Stored data entries

use std::fs;
use std::path::Path;
use std::process::{Command, Output};

use tempfile::tempdir;

fn whisperer(config: &Path, args: &[&str]) -> Output {
    Command::new(env!("CARGO_BIN_EXE_log-whisperer"))
        .arg("--config")
        .arg(config)
        .args(args)
        .env_remove("LOG_WHISPERER_CONFIG")
        .output()
        .expect("run log-whisperer")
}

#[test]
fn status_without_config_succeeds() {
    let dir = tempdir().unwrap();
    let output = whisperer(&dir.path().join("config.toml"), &["status"]);
    assert!(output.status.success());
    assert!(String::from_utf8_lossy(&output.stdout).contains("No LLM provider configured."));
}

#[test]
fn status_masks_credential() {
    let dir = tempdir().unwrap();
    let config = dir.path().join("config.toml");
    fs::write(
        &config,
        "provider = \"openai\"\nmodel = \"gpt-4o-mini\"\ncredential = \"sk-test-key\"\n\n[params]\ntemperature = 0.3\n",
    )
    .unwrap();

    let output = whisperer(&config, &["status"]);
    let stdout = String::from_utf8_lossy(&output.stdout);
    assert!(output.status.success());
    assert!(stdout.contains("Current Configuration"));
    assert!(stdout.contains("gpt-4o-mini"));
    assert!(stdout.contains("0.3"));
    assert!(stdout.contains("***configured***"));
    assert!(!stdout.contains("sk-test-key"));
}

#[test]
fn chat_without_config_fails() {
    let dir = tempdir().unwrap();
    let log = dir.path().join("app.log");
    fs::write(&log, "ERROR boom\n").unwrap();

    let output = whisperer(
        &dir.path().join("config.toml"),
        &["chat", "--log-file", log.to_str().unwrap()],
    );
    assert!(!output.status.success());
    assert!(String::from_utf8_lossy(&output.stderr).contains("No LLM provider configured"));
}

#[test]
fn chat_with_missing_log_fails() {
    let dir = tempdir().unwrap();
    let config = dir.path().join("config.toml");
    fs::write(&config, "provider = \"ollama\"\nmodel = \"llama3\"\n").unwrap();

    let output = whisperer(&config, &["chat", "--log-file", "/definitely/not/here.log"]);
    assert!(!output.status.success());
    assert!(String::from_utf8_lossy(&output.stderr).contains("Failed to open log file"));
}

#[test]
fn reset_with_yes_removes_config() {
    let dir = tempdir().unwrap();
    let config = dir.path().join("config.toml");
    fs::write(&config, "provider = \"ollama\"\nmodel = \"llama3\"\n").unwrap();

    let output = whisperer(&config, &["reset", "--yes"]);
    assert!(output.status.success());
    assert!(!config.exists());

    let output = whisperer(&config, &["status"]);
    assert!(String::from_utf8_lossy(&output.stdout).contains("No LLM provider configured."));
}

• **Try it**
Copy every record once more, exactly as given.

• **Response**
use std::fs;
use std::path::Path;
use std::process::{Command, Output};

use tempfile::tempdir;

fn whisperer(config: &Path, args: &[&str]) -> Output {
    Command::new(env!("CARGO_BIN_EXE_log-whisperer"))
        .arg("--config")
        .arg(config)
        .args(args)
        .env_remove("LOG_WHISPERER_CONFIG")
        .output()
        .expect("run log-whisperer")
}

#[test]
fn status_without_config_succeeds() {
    let dir = tempdir().unwrap();
    let output = whisperer(&dir.path().join("config.toml"), &["status"]);
    assert!(output.status.success());
    assert!(String::from_utf8_lossy(&output.stdout).contains("No LLM provider configured."));
}

#[test]
fn status_masks_credential() {
    let dir = tempdir().unwrap();
    let config = dir.path().join("config.toml");
    fs::write(
        &config,
        "provider = \"openai\"\nmodel = \"gpt-4o-mini\"\ncredential = \"sk-test-key\"\n\n[params]\ntemperature = 0.3\n",
    )
    .unwrap();

    let output = whisperer(&config, &["status"]);
    let stdout = String::from_utf8_lossy(&output.stdout);
    assert!(output.status.success());
    assert!(stdout.contains("Current Configuration"));
    assert!(stdout.contains("gpt-4o-mini"));
    assert!(stdout.contains("0.3"));
    assert!(stdout.contains("***configured***"));
    assert!(!stdout.contains("sk-test-key"));
}

#[test]
fn chat_without_config_fails() {
    let dir = tempdir().unwrap();
    let log = dir.path().join("app.log");
    fs::write(&log, "ERROR boom\n").unwrap();

    let output = whisperer(
        &dir.path().join("config.toml"),
        &["chat", "--log-file", log.to_str().unwrap()],
    );
    assert!(!output.status.success());
    assert!(String::from_utf8_lossy(&output.stderr).contains("No LLM provider configured"));
}

#[test]
fn chat_with_missing_log_fails() {
    let dir = tempdir().unwrap();
    let config = dir.path().join("config.toml");
    fs::write(&config, "provider = \"ollama\"\nmodel = \"llama3\"\n").unwrap();

    let output = whisperer(&config, &["chat", "--log-file", "/definitely/not/here.log"]);
    assert!(!output.status.success());
    assert!(String::from_utf8_lossy(&output.stderr).contains("Failed to open log file"));
}

#[test]
fn reset_with_yes_removes_config() {
    let dir = tempdir().unwrap();
    let config = dir.path().join("config.toml");
    fs::write(&config, "provider = \"ollama\"\nmodel = \"llama3\"\n").unwrap();

    let output = whisperer(&config, &["reset", "--yes"]);
    assert!(output.status.success());
    assert!(!config.exists());

    let output = whisperer(&config, &["status"]);
    assert!(String::from_utf8_lossy(&output.stdout).contains("No LLM provider configured."));
}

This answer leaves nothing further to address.